Papierosy skręcaj, ale tytoniu nie tnij
Na łamach "Expressu Ilustrowanego" pisaliśmy niedawno o sposobie na bardzo tanie papierosy. Wystarczy kupić liście tytoniu, a później samemu je pociąć i skręcić. Po publikacji artykułu odezwali się... celnicy.
- Produkcja papierosów podlega opodatkowaniu podatkiem akcyzowym - twierdzi Anna Ludkowska, rzecznik prasowy Izby Celnej w Łodzi. - Przepisy nie przewidują w powyższym zakresie odstępstw od wskazanych uregulowań w przypadku tzw. produkcji na użytek własny.
Jeżeli więc celnicy wpadną do naszego mieszkania i złapią nas nad stertą liści tytoniu, które będziemy cięli maszynką do makaronu, potraktują nas jak przestępców. Łamać prawa nie będziemy, pod warunkiem, że papierosy zostaną zrobione z tytoniu kupionego legalnie w sklepie lub kiosku.

Uważne spojrzenia kanara
Przepisy dotyczące transportu zbiorowego w Łodzi podają, że kontrolę biletów podejmuje się, gdy pojazd ruszył z przystanku, po upływie czasu niezbędnego do skasowania biletu.
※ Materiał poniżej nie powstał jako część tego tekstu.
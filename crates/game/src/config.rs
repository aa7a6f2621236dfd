//! Game configuration.
//!
//! Defaults match the classic board: 10x20 cells, one automatic step per
//! second, a 10 ms tick.
//!
//! # Environment Variables
//!
//! - `BLOCCS_FIELD_WIDTH`: field width in cells (default: 10)
//! - `BLOCCS_FIELD_HEIGHT`: field height in cells (default: 20)
//! - `BLOCCS_FALL_SPEED`: automatic fall rate in cells per second (default: 1.0)
//! - `BLOCCS_TICK_MS`: tick period in milliseconds (default: 10)
//! - `BLOCCS_SEED`: piece generator seed (default: 1)
//! - `BLOCCS_BUS_CAPACITY`: per-topic event buffer (default: 256)
//!
//! Unset or unparsable values fall back to the default; [`GameConfig::validate`]
//! rejects values that parse but make no sense.

use std::str::FromStr;
use std::time::Duration;

use anyhow::{ensure, Result};
use serde::{Deserialize, Serialize};

use crate::types::{DEFAULT_FALL_SPEED, DEFAULT_FIELD_HEIGHT, DEFAULT_FIELD_WIDTH, PIECE_BOX, TICK_MS};

#[derive(Debug, Clone, PartialEq, Serialize, Deserialize)]
pub struct GameConfig {
    pub width: usize,
    pub height: usize,
    /// Cells per second
    pub fall_speed: f64,
    pub tick_ms: u64,
    pub seed: u32,
    pub bus_capacity: usize,
}

impl Default for GameConfig {
    fn default() -> Self {
        Self {
            width: DEFAULT_FIELD_WIDTH,
            height: DEFAULT_FIELD_HEIGHT,
            fall_speed: DEFAULT_FALL_SPEED,
            tick_ms: TICK_MS,
            seed: 1,
            bus_capacity: bloccs_event::DEFAULT_CAPACITY,
        }
    }
}

impl GameConfig {
    /// Read `BLOCCS_*` environment variables
    pub fn from_env() -> Self {
        Self::from_lookup(|key| std::env::var(key).ok())
    }

    /// Build from any key lookup (environment, parsed file, test map)
    pub fn from_lookup(lookup: impl Fn(&str) -> Option<String>) -> Self {
        fn parse<T: FromStr>(lookup: &impl Fn(&str) -> Option<String>, key: &str) -> Option<T> {
            lookup(key).and_then(|s| s.trim().parse().ok())
        }

        let defaults = Self::default();
        Self {
            width: parse(&lookup, "BLOCCS_FIELD_WIDTH").unwrap_or(defaults.width),
            height: parse(&lookup, "BLOCCS_FIELD_HEIGHT").unwrap_or(defaults.height),
            fall_speed: parse(&lookup, "BLOCCS_FALL_SPEED").unwrap_or(defaults.fall_speed),
            tick_ms: parse(&lookup, "BLOCCS_TICK_MS").unwrap_or(defaults.tick_ms),
            seed: parse(&lookup, "BLOCCS_SEED").unwrap_or(defaults.seed),
            bus_capacity: parse(&lookup, "BLOCCS_BUS_CAPACITY").unwrap_or(defaults.bus_capacity),
        }
    }

    pub fn validate(&self) -> Result<()> {
        ensure!(
            self.width >= PIECE_BOX && self.height >= PIECE_BOX,
            "field must be at least {}x{}, got {}x{}",
            PIECE_BOX,
            PIECE_BOX,
            self.width,
            self.height
        );
        ensure!(
            self.fall_speed.is_finite() && self.fall_speed > 0.0,
            "fall speed must be a positive number of cells per second, got {}",
            self.fall_speed
        );
        ensure!(self.tick_ms >= 1, "tick period must be at least 1 ms");
        ensure!(self.bus_capacity >= 1, "bus capacity must be at least 1");
        Ok(())
    }

    pub fn tick(&self) -> Duration {
        Duration::from_millis(self.tick_ms)
    }
}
Ale jednocześnie inny paragraf mówi, iż "bilet należy skasować niezwłocznie po wejściu do pojazdu". Czy osoba niepełnosprawna, z małym dzieckiem na ręku, obciążona pakunkami powinna najpierw skasować bilet, narażając się na przewrócenie, czy może spokojnie usiąść, wyjąć bilet i ruszyć do kasownika?
Sebastian Grochala, rzecznik MPK w Łodzi, wyjaśnia, że czas niezbędny do skasowania biletu pozwala na wejście do pojazdu, podejście do kasownika i skasowanie biletu, albo wejście, odszukanie biletu i skasowanie go bez zbędnej zwłoki.
- Jeśli do pojazdu wsiada osoba niepełnosprawna, starsza, z małym dzieckiem, to kontrolerzy zwracają uwagę na to, że potrzebuje ona więcej czasu - zapewnia rzecznik łódzkiego MPK.
Wszystko zależy więc od dobrego wzroku i uczciwości kanara.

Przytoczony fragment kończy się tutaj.